Hallo zusammen,
die Antwort vom Ministerium ist gekommen. Sie ist ausgesprochen ausführlich. Ich versuche einmal, die Antwort mit eigenen Worten kurz zusammenzufassen.
Im Wesentlichen (wenn auch nicht ausschließlich) wird für die Auslegung auf die Entwicklung der Bauordnung eingegangen. Kernaussage ist, dass mit der Einführung der Gebäudeklasse 4 in der BayBO 2008 der Begriff der Feuerwiderstandsdauer absichtlich ersetzt wurde durch die Feuerwiderstandsfähigkeit, weil mit der damals neu eingeführten Bauteilanforderung "hochfeuerhemmend" (also den F 60-BA Bauteilen [= bauordnungsrechtlich eigentlich nicht korrekte Bezeichnung]) "eine genauere Differenzierung im Hinblick auf die Feuerwiderstands- und Brandverhaltensklassen vorgenommen" werden musste.
Das wäre so auch in den Text der BayTB übernommen worden: "Den drei Kategorien der Feuerwiderstandsfähigkeit, die die Bauordnung kennt - feuerhemmend, hochfeuerhemmend und feuerbeständig - wird in Abschnitt A 2.1.3.1 auch eine Anforderung an das Brandverhalten der Einzelkomponenten zugeordnet. Dass diese Verknüpfung in den folgenden Abschnitten, in denen es um die Standsicherheit und den Raumabschluss im Brandfall geht, nicht immer wiederholt wird, macht sie nicht gegenstandslos. Es ist richtig, dass mit diesen Texten allein der Gehalt des Begriffs "Feuerwiderstandsfähigkeit" nicht vollständig beschrieben wäre, das ist aber an dieser Stelle auch nicht die Absicht." Das folgt jetzt inhaltlich der Aussage von Herrn Witzl.
Demnach wäre es so, dass der Begriff "Feuerwiderstandsfähigkeit" auch immer das Brandverhalten einbeziehen würde - mit Ausnahme bei den Wänden anstelle von Brandwänden: "Wenn ich es richtig überblicke, wird der Begriff nur an einer Stelle des Gesetzestextes tatsächlich in einer anderen Bedeutung verwendet, wobei sich dort aber aus dem Text selbst ergibt, dass das Brandverhalten der Einzelkomponenten offenkundig nicht gemeint ist: In Art. 28 Abs. 3 Satz 2 Nr. 3 BayBO [...]. Offenbar sollte mit dieser Formulierung klargestellt werden, dass diese Wände gerade nicht 'feuerbeständig' (und damit in den wesentlichen Teilen nichtbrennbar) sein müssen."
Zum eigentlichen Inhalt dieser Diskussionsrunde folgt das Bauministerium offenbar der Auffassung von Herrn Witzl.
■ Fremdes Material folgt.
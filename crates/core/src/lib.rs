//! Domain layer of the public-dashboard widget engine.
//!
//! No I/O lives here: marking arithmetic, the filter-tree type, manifest
//! decoding, the scoped identity and lifecycle rules are pure functions
//! over plain data.

pub mod access;
pub mod audit;
pub mod error;
pub mod filters;
pub mod identity;
pub mod manifest;
pub mod markings;
pub mod public_dashboard;
pub mod query;
pub mod roles;
pub mod stix;
pub mod types;
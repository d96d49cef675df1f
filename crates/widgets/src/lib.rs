//! Public widget resolution engine.
//!
//! Every anonymous widget query flows through [`WidgetEngine`]:
//!
//! 1. [`WidgetResolver`] loads the dashboard by public key, decodes its
//!    manifest, locates the widget and builds the
//!    [`ScopedIdentity`](vantage_core::identity::ScopedIdentity) from the
//!    current marking catalog and sharing ceiling.
//! 2. A [`translate`] function maps the widget's data selection and the
//!    caller's date window to engine parameters.
//! 3. The [`QueryEngine`] runs the query under the shared [`QueryBudget`].
//! 4. Two-level distributions fan out through [`breakdown`].

pub mod breakdown;
pub mod budget;
pub mod collaborators;
pub mod engine;
#[cfg(any(test, feature = "test-util"))]
pub mod memory;
pub mod resolver;
pub mod scope;
pub mod translate;

pub use budget::QueryBudget;
pub use collaborators::{
    shareable_markings, DashboardLookup, MarkingCatalog, PublishedDashboard, QueryEngine,
    SharingPolicy,
};
pub use engine::{DashboardDisplay, WidgetEngine, WidgetRequest};
pub use resolver::{ResolvedWidget, WidgetResolver};
//! Production implementations of the widget engine's collaborator traits.
//!
//! - [`PgDashboardLookup`] -- published dashboards from Postgres.
//! - [`CachedMarkingCatalog`] -- read-through marking cache, invalidated by bus events.
//! - [`PgSharingPolicy`] -- sharing ceiling from `platform_settings`.
//! - [`HttpQueryEngine`] -- REST client for the external query engine.

pub mod dashboards;
pub mod markings;
pub mod policy;
pub mod query_engine;

pub use dashboards::PgDashboardLookup;
pub use markings::CachedMarkingCatalog;
pub use policy::PgSharingPolicy;
pub use query_engine::HttpQueryEngine;

use std::sync::Arc;

use vantage_core::error::CoreError;
use vantage_db::DbPool;
use vantage_widgets::{
    MarkingCatalog, QueryBudget, QueryEngine, SharingPolicy, WidgetEngine, WidgetResolver,
};

/// Storage failures behind a collaborator seam surface as internal errors.
pub(crate) fn storage_error(err: sqlx::Error) -> CoreError {
    CoreError::Internal(format!("Database error: {err}"))
}

/// Wire the Postgres-backed dashboard lookup with the shared catalog and
/// policy around `engine`.
///
/// `markings` and `policy` are the same instances the publication path
/// uses, so both paths see one ceiling.
pub fn build_widget_engine(
    pool: &DbPool,
    markings: Arc<dyn MarkingCatalog>,
    policy: Arc<dyn SharingPolicy>,
    engine: Arc<dyn QueryEngine>,
    max_concurrency: usize,
) -> WidgetEngine {
    let resolver = WidgetResolver::new(
        Arc::new(PgDashboardLookup::new(pool.clone())),
        markings,
        policy,
    );
    WidgetEngine::new(Arc::new(resolver), engine, QueryBudget::new(max_concurrency))
}
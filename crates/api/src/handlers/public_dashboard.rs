//! Handlers for the `/public-dashboards` resource (administrative path).
//!
//! Publishing needs the publisher role. Reads need at least `view` on the
//! dashboard's authorized members; edit and delete need `admin`. Every
//! successful mutation records an audit entry and notifies subscribers.

use axum::extract::{Path, Query, State};
use axum::http::StatusCode;
use axum::Json;
use serde::{Deserialize, Serialize};
use validator::Validate;
use vantage_core::access::{has_access, initial_members, AccessRight};
use vantage_core::audit::{action_types, AuditEntry};
use vantage_core::error::CoreError;
use vantage_core::public_dashboard::{
    build_patch, check_marking_ceiling, generate_uri_key, prepare_publication, validate_name,
    EditInput, ENTITY_TYPE,
};
use vantage_core::types::{DbId, EntityId};
use vantage_db::models::public_dashboard::{
    CreatePublicDashboard, PublicDashboard, PublicDashboardListQuery, UpdatePublicDashboard,
};
use vantage_db::repositories::{PublicDashboardRepo, WorkspaceRepo};
use vantage_events::topics;
use vantage_widgets::shareable_markings;

use crate::error::{AppError, AppResult};
use crate::middleware::auth::AuthUser;
use crate::middleware::rbac::{RequireAuth, RequirePublisher};
use crate::response::{DataResponse, PageResponse};
use crate::state::AppState;

/// Request body for `POST /public-dashboards`.
#[derive(Debug, Serialize, Deserialize, Validate)]
pub struct PublishDashboard {
    /// Source workspace whose manifest is published.
    pub dashboard_id: DbId,
    #[validate(length(min = 1, max = 255))]
    pub name: String,
    #[validate(length(max = 5000))]
    pub description: Option<String>,
    #[serde(default)]
    pub allowed_markings_ids: Vec<EntityId>,
}

async fn find_or_404(state: &AppState, id: DbId) -> AppResult<PublicDashboard> {
    PublicDashboardRepo::find_by_id(&state.pool, id)
        .await?
        .ok_or_else(|| AppError::Core(CoreError::not_found("Public dashboard", id)))
}

fn ensure_access(
    dashboard: &PublicDashboard,
    user: &AuthUser,
    required: AccessRight,
) -> AppResult<()> {
    if has_access(
        &dashboard.authorized_members,
        user.user_id,
        user.is_admin(),
        required,
    ) {
        return Ok(());
    }
    // Dashboards the caller cannot even view are reported as absent.
    if required == AccessRight::View
        || !has_access(
            &dashboard.authorized_members,
            user.user_id,
            user.is_admin(),
            AccessRight::View,
        )
    {
        return Err(AppError::Core(CoreError::not_found(
            "Public dashboard",
            dashboard.id,
        )));
    }
    Err(AppError::Core(CoreError::Forbidden(
        "Admin access on this dashboard required".into(),
    )))
}

/// POST /api/v1/public-dashboards
pub async fn create(
    State(state): State<AppState>,
    RequirePublisher(user): RequirePublisher,
    Json(input): Json<PublishDashboard>,
) -> AppResult<(StatusCode, Json<DataResponse<PublicDashboard>>)> {
    input
        .validate()
        .map_err(|e| AppError::Core(CoreError::Validation(e.to_string())))?;
    validate_name(&input.name)?;

    let source = WorkspaceRepo::find_by_id(&state.pool, input.dashboard_id)
        .await?
        .ok_or_else(|| {
            AppError::Core(CoreError::Validation(format!(
                "Source dashboard {} does not exist",
                input.dashboard_id
            )))
        })?;
    let private_manifest = source.manifest.clone().unwrap_or_default();
    let manifest = prepare_publication(source.manifest.as_deref())?;
    let public_manifest = manifest
        .encode()
        .map_err(|e| AppError::InternalError(format!("Failed to encode manifest: {e}")))?;

    let available = shareable_markings(state.markings.as_ref(), state.policy.as_ref()).await?;
    let violations = check_marking_ceiling(
        &input.allowed_markings_ids,
        &available,
        state.config.marking_ceiling_mode,
    )?;
    if !violations.is_empty() {
        tracing::warn!(
            user_id = user.user_id,
            violations = ?violations,
            "Publishing with markings above the sharing ceiling"
        );
    }

    let create = CreatePublicDashboard {
        uri_key: generate_uri_key(),
        name: input.name.trim().to_string(),
        description: input.description.clone(),
        dashboard_id: source.id,
        private_manifest,
        public_manifest,
        allowed_markings_ids: input.allowed_markings_ids.clone(),
        authorized_members: initial_members(user.user_id),
        user_id: user.user_id,
    };
    let dashboard = PublicDashboardRepo::create(&state.pool, &create).await?;

    tracing::info!(
        public_dashboard_id = dashboard.id,
        source_id = source.id,
        user_id = user.user_id,
        "Public dashboard published"
    );
    let input_json = serde_json::to_value(&input).unwrap_or_default();
    state.event_bus.record_audit(&AuditEntry::new(
        user.user_id,
        action_types::CREATE,
        ENTITY_TYPE,
        dashboard.id,
        &input_json,
        format!("creates public dashboard `{}`", dashboard.name),
    ));
    state.event_bus.notify(
        topics::PUBLIC_DASHBOARD_ADDED,
        ENTITY_TYPE,
        dashboard.id,
        user.user_id,
        &dashboard,
    );

    Ok((StatusCode::CREATED, Json(DataResponse { data: dashboard })))
}

/// GET /api/v1/public-dashboards
pub async fn list(
    State(state): State<AppState>,
    RequireAuth(user): RequireAuth,
    Query(params): Query<PublicDashboardListQuery>,
) -> AppResult<Json<PageResponse<PublicDashboard>>> {
    let data =
        PublicDashboardRepo::list_accessible(&state.pool, user.user_id, user.is_admin(), &params)
            .await?;
    let total = PublicDashboardRepo::count_accessible(
        &state.pool,
        user.user_id,
        user.is_admin(),
        params.search.as_deref(),
    )
    .await?;
    Ok(Json(PageResponse { data, total }))
}

/// GET /api/v1/public-dashboards/{id}
pub async fn get_by_id(
    State(state): State<AppState>,
    RequireAuth(user): RequireAuth,
    Path(id): Path<DbId>,
) -> AppResult<Json<DataResponse<PublicDashboard>>> {
    let dashboard = find_or_404(&state, id).await?;
    ensure_access(&dashboard, &user, AccessRight::View)?;
    Ok(Json(DataResponse { data: dashboard }))
}

/// GET /api/v1/public-dashboards/by-uri-key/{uri_key}
pub async fn get_by_uri_key(
    State(state): State<AppState>,
    RequireAuth(user): RequireAuth,
    Path(uri_key): Path<String>,
) -> AppResult<Json<DataResponse<PublicDashboard>>> {
    let dashboard = PublicDashboardRepo::find_by_uri_key(&state.pool, &uri_key)
        .await?
        .ok_or_else(|| AppError::Core(CoreError::not_found("Public dashboard", &uri_key)))?;
    ensure_access(&dashboard, &user, AccessRight::View)?;
    Ok(Json(DataResponse { data: dashboard }))
}

/// PATCH /api/v1/public-dashboards/{id}
///
/// Body: `[{ "key": "name", "value": ["new name"] }, ...]`. Only `name`
/// and `uri_key` are editable; a batch touching anything else is rejected
/// as a whole.
pub async fn edit(
    State(state): State<AppState>,
    RequireAuth(user): RequireAuth,
    Path(id): Path<DbId>,
    Json(inputs): Json<Vec<EditInput>>,
) -> AppResult<Json<DataResponse<PublicDashboard>>> {
    let dashboard = find_or_404(&state, id).await?;
    ensure_access(&dashboard, &user, AccessRight::Admin)?;
    let patch = build_patch(&inputs)?;

    let update = UpdatePublicDashboard {
        name: patch.name,
        uri_key: patch.uri_key,
    };
    let updated = PublicDashboardRepo::update(&state.pool, id, &update)
        .await?
        .ok_or_else(|| AppError::Core(CoreError::not_found("Public dashboard", id)))?;

    tracing::info!(public_dashboard_id = id, user_id = user.user_id, "Public dashboard edited");
    let input_json = serde_json::to_value(&inputs).unwrap_or_default();
    state.event_bus.record_audit(&AuditEntry::new(
        user.user_id,
        action_types::UPDATE,
        ENTITY_TYPE,
        id,
        &input_json,
        format!("updates public dashboard `{}`", updated.name),
    ));
    state.event_bus.notify(
        topics::PUBLIC_DASHBOARD_EDITED,
        ENTITY_TYPE,
        id,
        user.user_id,
        &updated,
    );

    Ok(Json(DataResponse { data: updated }))
}

/// DELETE /api/v1/public-dashboards/{id}
pub async fn delete(
    State(state): State<AppState>,
    RequireAuth(user): RequireAuth,
    Path(id): Path<DbId>,
) -> AppResult<Json<DataResponse<DbId>>> {
    let dashboard = find_or_404(&state, id).await?;
    ensure_access(&dashboard, &user, AccessRight::Admin)?;

    if !PublicDashboardRepo::delete(&state.pool, id).await? {
        return Err(AppError::Core(CoreError::not_found("Public dashboard", id)));
    }

    tracing::info!(public_dashboard_id = id, user_id = user.user_id, "Public dashboard deleted");
    state.event_bus.record_audit(&AuditEntry::new(
        user.user_id,
        action_types::DELETE,
        ENTITY_TYPE,
        id,
        &serde_json::json!({ "id": id }),
        format!("deletes public dashboard `{}`", dashboard.name),
    ));
    state.event_bus.notify(
        topics::PUBLIC_DASHBOARD_DELETED,
        ENTITY_TYPE,
        id,
        user.user_id,
        &dashboard,
    );

    Ok(Json(DataResponse { data: id }))
}
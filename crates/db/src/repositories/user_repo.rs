//! Repository for the `users` table.

use sqlx::PgPool;
use vantage_core::types::DbId;

use crate::models::user::{CreateUser, User};

const COLUMNS: &str = "id, username, role, created_at, updated_at";

/// Provides lookup and insert operations for users.
pub struct UserRepo;

impl UserRepo {
    pub async fn create(pool: &PgPool, input: &CreateUser) -> Result<User, sqlx::Error> {
        let query = format!(
            "INSERT INTO users (username, role) VALUES ($1, $2) RETURNING {COLUMNS}"
        );
        sqlx::query_as::<_, User>(&query)
            .bind(&input.username)
            .bind(&input.role)
            .fetch_one(pool)
            .await
    }

    pub async fn find_by_id(pool: &PgPool, id: DbId) -> Result<Option<User>, sqlx::Error> {
        let query = format!("SELECT {COLUMNS} FROM users WHERE id = $1");
        sqlx::query_as::<_, User>(&query)
            .bind(id)
            .fetch_optional(pool)
            .await
    }
}
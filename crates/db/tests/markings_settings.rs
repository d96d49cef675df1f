//! Integration tests for the marking catalog and sharing ceiling.

use sqlx::PgPool;
use uuid::Uuid;
use vantage_core::markings::MarkingDefinition;
use vantage_db::models::audit::CreateAuditLog;
use vantage_db::models::marking::CreateMarkingDefinition;
use vantage_db::repositories::{AuditLogRepo, MarkingDefinitionRepo, SettingsRepo};

fn tlp(definition: &str, order: i32) -> CreateMarkingDefinition {
    CreateMarkingDefinition {
        standard_id: Uuid::new_v4(),
        definition_type: "TLP".to_string(),
        definition: definition.to_string(),
        marking_order: order,
    }
}

#[sqlx::test(migrations = "../../db/migrations")]
async fn test_catalog_is_ordered_and_converts(pool: PgPool) {
    let red = MarkingDefinitionRepo::create(&pool, &tlp("TLP:RED", 4)).await.unwrap();
    let green = MarkingDefinitionRepo::create(&pool, &tlp("TLP:GREEN", 2)).await.unwrap();

    let all = MarkingDefinitionRepo::list_all(&pool).await.unwrap();
    let names: Vec<_> = all.iter().map(|m| m.definition.as_str()).collect();
    assert_eq!(names, vec!["TLP:GREEN", "TLP:RED"]);

    let domain: MarkingDefinition = green.clone().into();
    assert_eq!(domain.id, green.standard_id);
    assert_eq!(domain.order, 2);

    let subset = MarkingDefinitionRepo::find_by_standard_ids(&pool, &[red.standard_id, Uuid::new_v4()])
        .await
        .unwrap();
    assert_eq!(subset.len(), 1);
    assert_eq!(subset[0].standard_id, red.standard_id);
}

#[sqlx::test(migrations = "../../db/migrations")]
async fn test_sharing_ceiling_round_trip(pool: PgPool) {
    let green = MarkingDefinitionRepo::create(&pool, &tlp("TLP:GREEN", 2)).await.unwrap();

    assert!(SettingsRepo::max_markings(&pool).await.unwrap().is_empty());
    SettingsRepo::set_max_markings(&pool, &[green.standard_id]).await.unwrap();
    assert_eq!(SettingsRepo::max_markings(&pool).await.unwrap(), vec![green.standard_id]);
}

#[sqlx::test(migrations = "../../db/migrations")]
async fn test_audit_entries_are_listed_per_entity(pool: PgPool) {
    for action in ["create", "update"] {
        AuditLogRepo::insert(
            &pool,
            &CreateAuditLog {
                user_id: Some(1),
                action_type: action.to_string(),
                event_type: "mutation".to_string(),
                entity_type: Some("Public-Dashboard".to_string()),
                entity_id: Some("42".to_string()),
                message: None,
                details_json: Some(serde_json::json!({ "name": "x" })),
            },
        )
        .await
        .unwrap();
    }

    let rows = AuditLogRepo::list_for_entity(&pool, "Public-Dashboard", "42").await.unwrap();
    let actions: Vec<_> = rows.iter().map(|r| r.action_type.as_str()).collect();
    assert_eq!(actions, vec!["create", "update"]);
}
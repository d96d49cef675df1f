//! Integration tests for the health check endpoint and general HTTP behaviour.

mod common;

use axum::body::Body;
use axum::http::{Method, Request, StatusCode};
use common::{body_json, get};
use sqlx::PgPool;
use tower::ServiceExt;

#[sqlx::test(migrations = "../../db/migrations")]
async fn health_check_returns_ok_with_json(pool: PgPool) {
    let app = common::build_test_app(pool);
    let response = get(app, "/health").await;

    assert_eq!(response.status(), StatusCode::OK);

    let json = body_json(response).await;
    assert_eq!(json["status"], "ok");
    assert!(json["version"].is_string());
    assert_eq!(json["db_healthy"], true);
    assert_eq!(json["query_slots_available"], 4);
}

#[sqlx::test(migrations = "../../db/migrations")]
async fn unknown_route_returns_404(pool: PgPool) {
    let app = common::build_test_app(pool);
    let response = get(app, "/this-route-does-not-exist").await;

    assert_eq!(response.status(), StatusCode::NOT_FOUND);
}

#[sqlx::test(migrations = "../../db/migrations")]
async fn response_contains_x_request_id_header(pool: PgPool) {
    let app = common::build_test_app(pool);
    let response = get(app, "/health").await;

    let request_id = response
        .headers()
        .get("x-request-id")
        .expect("Response must contain an x-request-id header");
    assert_eq!(request_id.to_str().unwrap().len(), 36);
}

async fn preflight(app: axum::Router, uri: &str, method: &str) -> axum::http::HeaderMap {
    let request = Request::builder()
        .method(Method::OPTIONS)
        .uri(uri)
        .header("Origin", "http://localhost:3000")
        .header("Access-Control-Request-Method", method)
        .header("Access-Control-Request-Headers", "content-type")
        .body(Body::empty())
        .unwrap();

    let response = app.oneshot(request).await.unwrap();
    assert_eq!(response.status(), StatusCode::OK);
    response.headers().clone()
}

fn header<'a>(headers: &'a axum::http::HeaderMap, name: &str) -> &'a str {
    headers
        .get(name)
        .unwrap_or_else(|| panic!("Missing {name} header"))
        .to_str()
        .unwrap()
}

#[sqlx::test(migrations = "../../db/migrations")]
async fn public_surface_allows_any_origin_for_reads_only(pool: PgPool) {
    let app = common::build_test_app(pool);

    let headers = preflight(app, "/api/v1/public/widgets/stix-core-objects/number", "GET").await;

    assert_eq!(header(&headers, "access-control-allow-origin"), "*");
    let methods = header(&headers, "access-control-allow-methods");
    assert!(methods.contains("GET"), "got: {methods}");
    assert!(!methods.contains("POST"), "got: {methods}");
    assert!(headers.get("access-control-allow-credentials").is_none());
}

#[sqlx::test(migrations = "../../db/migrations")]
async fn lifecycle_surface_allows_configured_origin_and_routed_methods(pool: PgPool) {
    let app = common::build_test_app(pool);

    let headers = preflight(app, "/api/v1/public-dashboards/1", "PATCH").await;

    assert_eq!(
        header(&headers, "access-control-allow-origin"),
        "http://localhost:3000"
    );
    assert_eq!(header(&headers, "access-control-allow-credentials"), "true");
    let methods = header(&headers, "access-control-allow-methods");
    for method in ["GET", "POST", "PATCH", "DELETE"] {
        assert!(methods.contains(method), "{method} missing from {methods}");
    }
    assert!(!methods.contains("PUT"), "got: {methods}");
}

#[sqlx::test(migrations = "../../db/migrations")]
async fn responses_are_gzipped_when_accepted(pool: PgPool) {
    let app = common::build_test_app(pool);
    let request = Request::builder()
        .uri("/health")
        .header("Accept-Encoding", "gzip")
        .body(Body::empty())
        .unwrap();

    let response = app.oneshot(request).await.unwrap();

    assert_eq!(response.status(), StatusCode::OK);
    assert_eq!(header(response.headers(), "content-encoding"), "gzip");
}
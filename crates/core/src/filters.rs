//! Closed filter-tree model used by widget data selections.
//!
//! Filter trees arrive inside persisted manifests, so they are untrusted.
//! They are decoded into [`FilterGroup`] / [`FilterNode`] and validated at
//! decode time: unknown filter keys, non-scalar values, oversized value lists
//! and excessive nesting are all rejected before any query is built.
//!
//! The wire format is the platform's `{ mode, filters, filterGroups }` shape,
//! which is also what the query engine consumes.

use serde::{Deserialize, Serialize};

/// Maximum nesting depth of filter groups (the root group is depth 1).
pub const MAX_FILTER_DEPTH: usize = 8;

/// Maximum number of values carried by a single predicate.
pub const MAX_FILTER_VALUES: usize = 100;

/// Filter keys a public widget may reference.
pub const ALLOWED_FILTER_KEYS: &[&str] = &[
    "entity_type",
    "relationship_type",
    "fromId",
    "toId",
    "fromTypes",
    "toTypes",
    "elementId",
    "elementWithTargetTypes",
    "objectMarking",
    "objectLabel",
    "createdBy",
    "creator_id",
    "objectAssignee",
    "objects",
    "name",
    "created",
    "created_at",
    "updated_at",
    "modified",
    "published",
    "first_seen",
    "last_seen",
    "start_time",
    "stop_time",
    "valid_from",
    "valid_until",
    "confidence",
    "x_opencti_score",
    "x_opencti_main_observable_type",
    "x_opencti_workflow_id",
    "pattern_type",
    "indicator_types",
    "malware_types",
    "report_types",
    "incident_type",
    "severity",
    "priority",
    "revoked",
    "is_family",
    "killChainPhases",
    "source_reliability",
];

/// Check whether a filter key is on the allow-list.
pub fn is_allowed_filter_key(key: &str) -> bool {
    ALLOWED_FILTER_KEYS.contains(&key)
}

// ---------------------------------------------------------------------------
// Errors
// ---------------------------------------------------------------------------

/// Reasons a filter tree is rejected at decode time.
#[derive(Debug, Clone, PartialEq, Eq, thiserror::Error)]
pub enum FilterError {
    #[error("Filter key must not be empty")]
    EmptyKey,

    #[error("Unsupported filter key: {0}")]
    UnknownKey(String),

    #[error("Filter on {key} carries more than {max} values", max = MAX_FILTER_VALUES)]
    TooManyValues { key: String },

    #[error("Filter on {key} carries a non-scalar value")]
    NonScalarValue { key: String },

    #[error("Filter groups nested deeper than {max} levels", max = MAX_FILTER_DEPTH)]
    TooDeep,
}

// ---------------------------------------------------------------------------
// Modes and operators
// ---------------------------------------------------------------------------

/// Boolean combinator of a group, or of the values inside one predicate.
#[derive(Debug, Clone, Copy, Default, PartialEq, Eq, Serialize, Deserialize)]
#[serde(rename_all = "lowercase")]
pub enum FilterMode {
    #[default]
    And,
    Or,
}

/// Comparison applied by a predicate.
#[derive(Debug, Clone, Copy, Default, PartialEq, Eq, Serialize, Deserialize)]
#[serde(rename_all = "snake_case")]
pub enum FilterOperator {
    #[default]
    Eq,
    NotEq,
    Lt,
    Lte,
    Gt,
    Gte,
    Nil,
    NotNil,
    Contains,
    NotContains,
    StartsWith,
    NotStartsWith,
    EndsWith,
    NotEndsWith,
    Search,
    Within,
}

// ---------------------------------------------------------------------------
// Predicate
// ---------------------------------------------------------------------------

/// A leaf predicate: `key <operator> values`, values combined with `mode`.
#[derive(Debug, Clone, PartialEq, Eq, Serialize, Deserialize)]
#[serde(try_from = "RawFilter")]
pub struct Filter {
    pub key: Vec<String>,
    pub values: Vec<String>,
    pub operator: FilterOperator,
    pub mode: FilterMode,
}

impl Filter {
    /// Equality predicate on a single key and value.
    pub fn eq(key: impl Into<String>, value: impl Into<String>) -> Self {
        Self {
            key: vec![key.into()],
            values: vec![value.into()],
            operator: FilterOperator::Eq,
            mode: FilterMode::Or,
        }
    }
}

#[derive(Deserialize)]
#[serde(untagged)]
enum RawKey {
    One(String),
    Many(Vec<String>),
}

#[derive(Deserialize)]
struct RawFilter {
    key: RawKey,
    #[serde(default)]
    values: Vec<serde_json::Value>,
    #[serde(default)]
    operator: FilterOperator,
    #[serde(default)]
    mode: FilterMode,
}

impl TryFrom<RawFilter> for Filter {
    type Error = FilterError;

    fn try_from(raw: RawFilter) -> Result<Self, Self::Error> {
        let key = match raw.key {
            RawKey::One(k) => vec![k],
            RawKey::Many(keys) => keys,
        };
        if key.is_empty() || key.iter().any(|k| k.is_empty()) {
            return Err(FilterError::EmptyKey);
        }
        if let Some(unknown) = key.iter().find(|k| !is_allowed_filter_key(k)) {
            return Err(FilterError::UnknownKey(unknown.clone()));
        }

        let key_label = key.join(",");
        if raw.values.len() > MAX_FILTER_VALUES {
            return Err(FilterError::TooManyValues { key: key_label });
        }

        let mut values = Vec::with_capacity(raw.values.len());
        for value in raw.values {
            match value {
                serde_json::Value::String(s) => values.push(s),
                serde_json::Value::Number(n) => values.push(n.to_string()),
                serde_json::Value::Bool(b) => values.push(b.to_string()),
                _ => return Err(FilterError::NonScalarValue { key: key_label }),
            }
        }

        Ok(Self {
            key,
            values,
            operator: raw.operator,
            mode: raw.mode,
        })
    }
}

// ---------------------------------------------------------------------------
// Tree
// ---------------------------------------------------------------------------

/// One child of a [`FilterGroup`]: a leaf predicate or a nested group.
#[derive(Debug, Clone, PartialEq, Eq)]
pub enum FilterNode {
    Predicate(Filter),
    Group(FilterGroup),
}

/// A boolean group of predicates and nested groups.
#[derive(Debug, Clone, Default, PartialEq, Eq, Serialize, Deserialize)]
#[serde(try_from = "RawFilterGroup", into = "RawFilterGroup")]
pub struct FilterGroup {
    pub mode: FilterMode,
    pub nodes: Vec<FilterNode>,
}

impl FilterGroup {
    /// An AND group over the given children.
    pub fn and(nodes: Vec<FilterNode>) -> Self {
        Self {
            mode: FilterMode::And,
            nodes,
        }
    }

    /// AND of an optional existing tree with extra predicates.
    ///
    /// Used to pin derived constraints (e.g. `fromId`) onto a stored selection
    /// without altering the stored tree itself.
    pub fn and_with(base: Option<&FilterGroup>, extra: Vec<Filter>) -> Self {
        let mut nodes: Vec<FilterNode> = extra.into_iter().map(FilterNode::Predicate).collect();
        if let Some(base) = base {
            nodes.push(FilterNode::Group(base.clone()));
        }
        Self::and(nodes)
    }

    pub fn is_empty(&self) -> bool {
        self.nodes.is_empty()
    }

    /// Depth of the tree; a flat group has depth 1.
    pub fn depth(&self) -> usize {
        1 + self
            .nodes
            .iter()
            .filter_map(|n| match n {
                FilterNode::Group(g) => Some(g.depth()),
                FilterNode::Predicate(_) => None,
            })
            .max()
            .unwrap_or(0)
    }

    /// All predicates of the tree, depth first.
    pub fn predicates(&self) -> Vec<&Filter> {
        let mut out = Vec::new();
        for node in &self.nodes {
            match node {
                FilterNode::Predicate(f) => out.push(f),
                FilterNode::Group(g) => out.extend(g.predicates()),
            }
        }
        out
    }
}

#[derive(Serialize, Deserialize)]
struct RawFilterGroup {
    #[serde(default)]
    mode: FilterMode,
    #[serde(default)]
    filters: Vec<Filter>,
    #[serde(default, rename = "filterGroups")]
    filter_groups: Vec<RawFilterGroup>,
}

fn build_group(raw: RawFilterGroup, depth: usize) -> Result<FilterGroup, FilterError> {
    if depth > MAX_FILTER_DEPTH {
        return Err(FilterError::TooDeep);
    }
    let mut nodes: Vec<FilterNode> = raw.filters.into_iter().map(FilterNode::Predicate).collect();
    for child in raw.filter_groups {
        nodes.push(FilterNode::Group(build_group(child, depth + 1)?));
    }
    Ok(FilterGroup {
        mode: raw.mode,
        nodes,
    })
}

impl TryFrom<RawFilterGroup> for FilterGroup {
    type Error = FilterError;

    fn try_from(raw: RawFilterGroup) -> Result<Self, Self::Error> {
        build_group(raw, 1)
    }
}

impl From<FilterGroup> for RawFilterGroup {
    fn from(group: FilterGroup) -> Self {
        let mut filters = Vec::new();
        let mut filter_groups = Vec::new();
        for node in group.nodes {
            match node {
                FilterNode::Predicate(f) => filters.push(f),
                FilterNode::Group(g) => filter_groups.push(g.into()),
            }
        }
        Self {
            mode: group.mode,
            filters,
            filter_groups,
        }
    }
}

// ---------------------------------------------------------------------------
// Tests
// ---------------------------------------------------------------------------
Hier der Wortlaut:
"In der BayBO-1998 war in Art. 34 zu 'Vorbauten' geregelt, dass für sie die 'Vorschriften für Wände, Decken und Dächer sinngemäß' gelten. Die Verwendung brennbarer Baustoffe war zulässig, 'wenn keine Bedenken wegen des Brandschutzes bestehen'. Auch von Wendungen dieser Art hat man im Zuge der Bauordnungsnovelle 2008 Abstand genommen. Wenn nun etwa bei einem Anbau an ein Gebäude der Gebäudeklasse 5 die Bedachung oder die sie tragenden Elemente (innerhalb eines Abstands von 5 m zu aufgehenden Wänden) in wesentlichen Teilen brennbar sein sollen, so ist die Frage, ob das im konkreten Fall unproblematisch ist oder ob Bedenken bestehen, im Rahmen einer Abweichung nach Art. 63 Abs. 1 BayBO zu beurteilen."
Was heißt das jetzt? Im Zweifelsfall immer lieber einen Abweichungsantrag mehr stellen als einen zu wenig, würde ich behaupten. Ansonsten muss ich sagen, ich bin ja (bekanntermaßen) eher ein Fan von grammatikalischen oder systematischen Auslegungen von Vorschriften, wenn auch nicht immer. Dass das Ministerium hier so einen starken Fokus auf die historische Auslegung legt kann ich nachvollziehen, doch richtig glücklich bin ich damit nicht, weil das m. E. immer einen größeren Diskussionsrahmen zulässt (im Sinne von: war die Änderung jetzt so gemeint oder nicht, was ja auch tieferer Gegenstand unserer Überlegungen hier war) und weil das Wissen über die Historie in Laufe der Zeit schon mal verloren gehen kann. Aber immerhin passt die Auslegung auch ganz gut in die BayBO-Systematik.